Recently, we have seen cases where active ingredients in medicines have been replaced by miscellaneous substances having no medical benefit and cases where manufacturing problems have led to contamination such as Johnson and Johnson’s problems with children’s medicines (see, for example, “Unsafe Drugs: Is It Counterfeiters or the Supply Chain That’s the Problem?“).
These problems may be glitches in an otherwise safe drug supply chain, but did you know that up to 80 percent of the active ingredients in drugs used in the United States are made overseas? Hopefully, those ingredients meet high standards. Yet up to 149 Americans died in 2007 and 2008 after taking heparin, a blood thinner, contaminated during the manufacturing process in China.
What’s often not mentioned, however, are the “inactive” ingredients in the pills we take. Viagra, for example, contains the following inactive ingredients:
- microcrystalline cellulose
- anhydrous dibasic calcium phosphate
- croscarmellose sodium
- magnesium stearate
- hypromellose
- titanium dioxide
- lactose
- triacetin
- FD & C Blue #2 aluminum lake
Patients are warned to discontinue taking medicines if they are allergic to any of the ingredients.
These ingredients are the “pink slime” of the drug industry. But whereas “pink slime” only constitutes a small percentage of ground beef, these “inactive” ingredients comprise the bulk of the pill’s weight and volume. AND they are probably made overseas with very little FDA supervision.

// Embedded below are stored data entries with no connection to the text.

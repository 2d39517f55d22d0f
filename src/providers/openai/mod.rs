use std::sync::Arc;

use async_trait::async_trait;
use tracing::{debug, info};

use crate::catalog::{self, ModelTiers, ModelUpdate, ModelUpdatePolicy, TopTierPolicy};
use crate::core::error::{PlatformError, ProviderError};
use crate::core::traits::{Clock, Platform, SystemClock};
use crate::core::types::{
    Assistant, Feature, LanguageModelLevel, Medium, Message, MessageList, Thread,
};
use crate::providers::openai_client::{
    AssistantsClient, CreateRunRequest, DeletionStatus, ListMessagesQuery, RunObject,
};
use crate::providers::openai_translate::{self, OpenAiTranslator, timestamp};
use crate::providers::translator_contract::ProviderTranslator;

const PLATFORM_NAME: &str = "OpenAi";
pub const FALLBACK_MODEL: &str = "gpt-3.5-turbo";
pub const ASSISTANT_LIST_LIMIT: u32 = 50;

/// [`Platform`] over the OpenAI Assistants API.
pub struct OpenAiPlatform {
    client: Arc<dyn AssistantsClient>,
    translator: OpenAiTranslator,
    clock: Arc<dyn Clock>,
    update_policy: Arc<dyn ModelUpdatePolicy>,
    model_tiers: ModelTiers,
    fallback_model: String,
}

pub struct OpenAiPlatformBuilder {
    client: Arc<dyn AssistantsClient>,
    clock: Arc<dyn Clock>,
    /// Defaults to a [`TopTierPolicy`] on the configured advanced tier.
    update_policy: Option<Arc<dyn ModelUpdatePolicy>>,
    model_tiers: ModelTiers,
    fallback_model: String,
}

impl OpenAiPlatform {
    pub fn new(client: Arc<dyn AssistantsClient>) -> Self {
        Self::builder(client).build()
    }

    pub fn builder(client: Arc<dyn AssistantsClient>) -> OpenAiPlatformBuilder {
        OpenAiPlatformBuilder {
            client,
            clock: Arc::new(SystemClock),
            update_policy: None,
            model_tiers: ModelTiers::default(),
            fallback_model: FALLBACK_MODEL.to_string(),
        }
    }

    fn apply_run(&self, thread: &mut Thread, run: RunObject) {
        thread.started_at = timestamp(run.started_at);
        thread.completed_at = timestamp(run.completed_at);
        thread.expires_at = timestamp(run.expires_at);
        self.apply_status(thread, run.status);
    }

    fn apply_status(&self, thread: &mut Thread, raw_status: Option<String>) {
        thread.status = self.translator.decode_status(raw_status.as_deref());
        thread.raw_status = raw_status;
    }
}

impl OpenAiPlatformBuilder {
    pub fn with_clock(mut self, clock: Arc<dyn Clock>) -> Self {
        self.clock = clock;
        self
    }

    pub fn with_update_policy(mut self, policy: Arc<dyn ModelUpdatePolicy>) -> Self {
        self.update_policy = Some(policy);
        self
    }

    pub fn with_model_tiers(mut self, tiers: ModelTiers) -> Self {
        self.model_tiers = tiers;
        self
    }

    pub fn with_fallback_model(mut self, model: impl Into<String>) -> Self {
        self.fallback_model = model.into();
        self
    }

    pub fn build(self) -> OpenAiPlatform {
        let update_policy = self.update_policy.unwrap_or_else(|| {
            Arc::new(TopTierPolicy {
                top_tier: self.model_tiers.advanced.clone(),
            })
        });

        OpenAiPlatform {
            client: self.client,
            translator: OpenAiTranslator,
            clock: self.clock,
            update_policy,
            model_tiers: self.model_tiers,
            fallback_model: self.fallback_model,
        }
    }
}

#[async_trait]
impl Platform for OpenAiPlatform {
    fn name(&self) -> &'static str {
        PLATFORM_NAME
    }

    fn supports_medium(&self, medium: Medium) -> bool {
        catalog::supports_medium(medium)
    }

    fn supports_feature(&self, medium: Medium, feature: Feature) -> bool {
        catalog::supports_feature(medium, feature)
    }

    fn suggest_model(
        &self,
        medium: Medium,
        level: LanguageModelLevel,
        features: &[Feature],
    ) -> Result<String, PlatformError> {
        catalog::suggest_model(&self.model_tiers, medium, level, features)
    }

    fn should_update_model(
        &self,
        old_model: &str,
        new_model: &str,
        medium: Medium,
        level: LanguageModelLevel,
        features: &[Feature],
    ) -> bool {
        self.update_policy.should_update(&ModelUpdate {
            old_model,
            new_model,
            medium,
            level,
            features,
        })
    }

    fn target_model<'a>(&'a self, assistant: &'a Assistant) -> &'a str {
        assistant
            .language_model_name
            .as_deref()
            .unwrap_or(&self.fallback_model)
    }

    async fn find_assistant(&self, assistant: &mut Assistant) -> Result<bool, PlatformError> {
        let listing = self.client.list_assistants(ASSISTANT_LIST_LIMIT).await?;
        let target_model = self.target_model(assistant).to_string();

        // First match in list order wins; the service lists newest first.
        let Some(found) = listing.data.into_iter().find(|candidate| {
            candidate.metadata_value("action") == Some(assistant.action())
                && candidate.effective_model() == target_model
        }) else {
            debug!(
                action = assistant.action(),
                model = %target_model,
                "no remote assistant matched"
            );
            return Ok(false);
        };

        if let Some(name) = found.name {
            assistant.name = name;
        }
        if let Some(instructions) = found.instructions {
            assistant.instructions = instructions;
        }
        assistant.description = found.description;
        assistant.created_at = timestamp(Some(found.created_at));

        debug!(
            action = assistant.action(),
            service_id = %found.id,
            "matched remote assistant"
        );
        assistant.service_id = Some(found.id);
        Ok(true)
    }

    async fn create_assistant(&self, assistant: &mut Assistant) -> Result<(), PlatformError> {
        let model = self.target_model(assistant).to_string();
        let request = openai_translate::encode_create_assistant(assistant, &model);
        let created = self.client.create_assistant(&request).await?;

        let now = self.clock.now();
        info!(
            action = assistant.action(),
            service_id = %created.id,
            model = %model,
            "created remote assistant"
        );
        assistant.service_id = Some(created.id);
        assistant.created_at = Some(now);
        assistant.updated_at = Some(now);
        Ok(())
    }

    async fn update_assistant(&self, assistant: &mut Assistant) -> Result<bool, PlatformError> {
        let Some(service_id) = assistant.service_id.clone() else {
            return Ok(false);
        };

        let model = self.target_model(assistant).to_string();
        let request = openai_translate::encode_modify_assistant(assistant, &model);
        let modified = self.client.modify_assistant(&service_id, &request).await?;

        debug!(
            service_id = %service_id,
            model = %modified.model,
            "updated remote assistant"
        );
        assistant.language_model_name = Some(modified.model);
        assistant.updated_at = Some(self.clock.now());
        Ok(true)
    }

    async fn delete_assistant(&self, assistant: &Assistant) -> Result<bool, PlatformError> {
        let Some(service_id) = assistant.service_id.as_deref() else {
            return Ok(false);
        };

        let result = self.client.delete_assistant(service_id).await;
        deletion_outcome("assistant", service_id, result)
    }

    async fn start_thread(
        &self,
        assistant: &Assistant,
        thread: &mut Thread,
        additional_instructions: Option<&str>,
    ) -> Result<(), PlatformError> {
        let assistant_id = require_assistant_id(assistant)?;
        let request =
            openai_translate::encode_create_and_run(assistant_id, thread, additional_instructions);
        let run = self.client.create_thread_and_run(&request).await?;
        if run.thread_id.trim().is_empty() {
            return Err(PlatformError::MalformedPayload {
                message: format!("run {} was returned without a thread id", run.id),
            });
        }

        let now = self.clock.now();
        info!(
            action = thread.action(),
            thread_id = %run.thread_id,
            run_id = %run.id,
            "started thread"
        );
        thread.service_id = Some(run.thread_id.clone());
        thread.run_id = Some(run.id.clone());
        thread.created_at = Some(now);
        thread.updated_at = Some(now);
        self.apply_run(thread, run);
        Ok(())
    }

    async fn refresh_thread(&self, thread: &mut Thread) -> Result<(), PlatformError> {
        let (Some(thread_id), Some(run_id)) =
            (thread.service_id.as_deref(), thread.run_id.as_deref())
        else {
            return Ok(());
        };

        let run = self.client.retrieve_run(thread_id, run_id).await?;
        debug!(
            thread_id,
            run_id,
            status = run.status.as_deref().unwrap_or_default(),
            "refreshed run"
        );

        thread.updated_at = Some(self.clock.now());
        self.apply_run(thread, run);
        Ok(())
    }

    async fn delete_thread(&self, thread: &Thread) -> Result<bool, PlatformError> {
        let Some(service_id) = thread.service_id.as_deref() else {
            return Ok(false);
        };

        let result = self.client.delete_thread(service_id).await;
        deletion_outcome("thread", service_id, result)
    }

    async fn fetch_messages(
        &self,
        thread: &Thread,
        limit: u32,
        after: Option<&str>,
    ) -> Result<MessageList, PlatformError> {
        let Some(thread_id) = thread.service_id.as_deref() else {
            return Ok(MessageList::default());
        };

        let query = ListMessagesQuery {
            limit,
            before: after.map(str::to_string),
        };
        let page = self.client.list_messages(thread_id, &query).await?;

        let mut messages = MessageList::new(page.has_more, page.last_id);
        // The service pages newest first.
        for payload in page.data.iter().rev() {
            messages.push(self.translator.decode_message(payload, thread.medium)?);
        }

        debug!(
            thread_id,
            count = messages.len(),
            has_more = messages.has_more,
            "fetched messages"
        );
        Ok(messages)
    }

    async fn reply(
        &self,
        assistant: &Assistant,
        thread: &mut Thread,
        text: &str,
    ) -> Result<Message, PlatformError> {
        let thread_id = thread
            .service_id
            .clone()
            .ok_or(PlatformError::ThreadNotStarted)?;
        let assistant_id = require_assistant_id(assistant)?;

        let sent = self
            .client
            .create_message(&thread_id, &openai_translate::encode_user_message(text))
            .await?;

        let run = self
            .client
            .create_run(
                &thread_id,
                &CreateRunRequest {
                    assistant_id: assistant_id.to_string(),
                },
            )
            .await?;

        debug!(thread_id = %thread_id, run_id = %run.id, "started follow-up run");
        thread.run_id = Some(run.id);
        thread.updated_at = Some(self.clock.now());
        thread.completed_at = timestamp(run.completed_at);
        self.apply_status(thread, run.status);

        self.translator.decode_message(&sent, thread.medium)
    }
}

fn require_assistant_id(assistant: &Assistant) -> Result<&str, PlatformError> {
    assistant
        .service_id
        .as_deref()
        .ok_or_else(|| PlatformError::AssistantNotRegistered {
            action: assistant.action().to_string(),
        })
}

fn deletion_outcome(
    resource: &str,
    service_id: &str,
    result: Result<DeletionStatus, ProviderError>,
) -> Result<bool, PlatformError> {
    match result {
        Ok(status) => {
            info!(resource, service_id, deleted = status.deleted, "deleted remote resource");
            Ok(status.deleted)
        }
        Err(error) if error.is_not_found() => {
            debug!(resource, service_id, "remote resource already gone");
            Ok(true)
        }
        Err(error) => Err(error.into()),
    }
}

One of these ingredients may be as controversial to patients as “pink slime” is to hamburger eaters. In fact, this was the case with Johnson and Johnson’s baby shampoo that consumers learned contained cancer-causing chemicals. That issue was big on social media for a while until J&J promised to phase out the product in the U.S. (it has been completely pulled from the shelves in other countries).
The food industry is blaming “misinformation” amplified via social media as the main cause of the consumer backlash against “pink slime.” They have launched a two-pronged campaign to deal with the crisis: (1) issue “corrective” information, and (2) warn of higher prices if “pink slime” is no longer used in hamburger meat.
This sounds similar to how drug companies view social media — i.e., a vast network of “misinformation” about their products. The biggest argument social media advocates use to convince pharma to “engage” with consumers on social media is so that they can be “part of the conversation” and provide “scientifically correct” information about their products to counterbalance all the “misinformation” out there.
The first step is to learn what consumers are actually saying about drugs on social media. The drug industry is actively engaged in that kind of monitoring right now.